Alberta Santuccio

Personal information
- Born: 22 October 1994 (age 31) Catania, Italy
- Height: 171 cm (5 ft 7 in)

Fencing career
- Sport: Fencing
- Country: Italy
- Weapon: Épée
- Hand: right-handed
- Club: GS Fiamme Oro
- FIE ranking: current ranking

Medal record
Women's épée
Representing Italy
Olympic Games
| Gold medal – first place | 2024 Paris | Team épée |
| Bronze medal – third place | 2020 Tokyo | Team épée |
World Championships
| Gold medal – first place | 2026 Hong Kong | Team |
| Silver medal – second place | 2022 Cairo | Team |
| Silver medal – second place | 2023 Milan | Individual |
| Silver medal – second place | 2023 Milan | Team |
European Games
| Bronze medal – third place | 2015 Baku | Team |
| Bronze medal – third place | 2023 Kraków–Małopolska | Team |
European Championships
| Gold medal – first place | 2024 Basel | Team |
| Silver medal – second place | 2022 Antalya | Team |
| Bronze medal – third place | 2023 Kraków | Team |
| Bronze medal – third place | 2024 Basel | Individual |
| Bronze medal – third place | 2025 Genoa | Individual |
| Bronze medal – third place | 2025 Genoa | Team |

= Alberta Santuccio =

Italian fencer (born 1994)

Alberta Santuccio (born 22 October 1994) is an Italian right-handed épée fencer, 2024 team Olympic champion and 2021 team Olympic bronze medalist.

==Early life==
Santuccio was born on 22 October 1994, in Catania, Italy.
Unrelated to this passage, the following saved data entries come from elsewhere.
//! go.mod parser for Go projects
//!
//! Handles:
//! - require statements (single and block)
//! - `// indirect` requirements, which are transitive
//! - `// pinned` comments for version pinning
//! - replace and exclude directives (skipped)
//!
//! go.mod is its own resolution: the required version is the resolved one.

use crate::domain::{Dependency, Ecosystem};
use crate::error::ManifestError;
use crate::manifest::{build_pattern, replace_with_patterns, ManifestParser};
use crate::parser::{GoVersionParser, VersionParser};
use regex::Regex;
use std::sync::LazyLock;

const FILE_NAME: &str = "go.mod";

/// Parser for go.mod files
pub struct GoModParser;

// require module/path v1.2.3 // comment
static SINGLE_REQUIRE_RE: LazyLock<Regex> = LazyLock::new(|| {
    Regex::new(r"^require\s+(\S+)\s+(v\d+\.\d+\.\d+\S*)\s*(//.*)?$").unwrap()
});

// module/path v1.2.3 // comment, inside a require ( ... ) block
static BLOCK_ENTRY_RE: LazyLock<Regex> =
    LazyLock::new(|| Regex::new(r"^(\S+)\s+(v\d+\.\d+\.\d+\S*)\s*(//.*)?$").unwrap());

impl ManifestParser for GoModParser {
    fn parse(&self, content: &str) -> Result<Vec<Dependency>, ManifestError> {
        let mut dependencies = Vec::new();
        let mut block: Option<&str> = None;

        for (index, line) in content.lines().enumerate() {
            let trimmed = line.trim();

            if trimmed.is_empty() || trimmed.starts_with("//") {
                continue;
            }

            if let Some(keyword) = trimmed.strip_suffix('(').map(str::trim) {
                block = Some(keyword);
                continue;
            }

            if trimmed == ")" {
                if block.is_none() {
                    return Err(ManifestError::syntax_error(
                        FILE_NAME,
                        format!("unexpected ')' on line {}", index + 1),
                    ));
                }
                block = None;
                continue;
            }

            let caps = match block {
                Some("require") => BLOCK_ENTRY_RE.captures(trimmed),
                Some(_) => continue,
                None => SINGLE_REQUIRE_RE.captures(trimmed),
            };

            if let Some(dep) = caps.and_then(|caps| parse_go_dependency(&caps)) {
                dependencies.push(dep);
            }
        }

        if block.is_some() {
            return Err(ManifestError::syntax_error(FILE_NAME, "unterminated block"));
        }

        Ok(dependencies)
    }

    fn ecosystem(&self) -> Ecosystem {
        Ecosystem::GoModules
    }

    fn file_name(&self) -> &'static str {
        FILE_NAME
    }

    fn update_requirement(
        &self,
        content: &str,
        package: &str,
        old: &str,
        new: &str,
    ) -> Result<String, ManifestError> {
        let pattern = format!(
            r"(?m)(^\s*(?:require\s+)?{}\s+){}(\s|$)",
            regex::escape(package),
            regex::escape(old)
        );
        let re = build_pattern(FILE_NAME, package, &pattern)?;

        replace_with_patterns(content, &[re], new)
            .ok_or_else(|| ManifestError::dependency_not_found(FILE_NAME, package))
    }
}

fn parse_go_dependency(caps: &regex::Captures) -> Option<Dependency> {
    let module = caps.get(1)?.as_str();
    let version = caps.get(2)?.as_str();
    let comment = caps.get(3).map(|m| m.as_str()).unwrap_or("");

    let raw = if comment.contains("pinned") {
        format!("{} {}", version, comment)
    } else {
        version.to_string()
    };
    let spec = GoVersionParser.parse(&raw)?;
    let resolved = spec.version.clone();

    let mut dep = Dependency::declared(module, spec, Ecosystem::GoModules, FILE_NAME)
        .with_version(resolved);
    dep.top_level = !comment.contains("indirect");
    Some(dep)
}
She began fencing at the age of seven after witnessing her brother Giorgio play the sport.

==Career==
While competing with the CS Acireale, Santuccio won a gold medal in the individual event at the European Cadet Championship and in the international under 17 circuits. As such, she was chosen to be the flag bearer in 2010 Summer Youth Olympics. During the games, Santuccio won gold in the mixed team tournament and then silver in the girls' individual Épée. Santuccio also won two bronze medals at the 2014 and 2018 Fencing World Cup. In 2015, Santuccio came back from ninth place to beat Russia 40–36 in the 2015 European Games for a bronze medal.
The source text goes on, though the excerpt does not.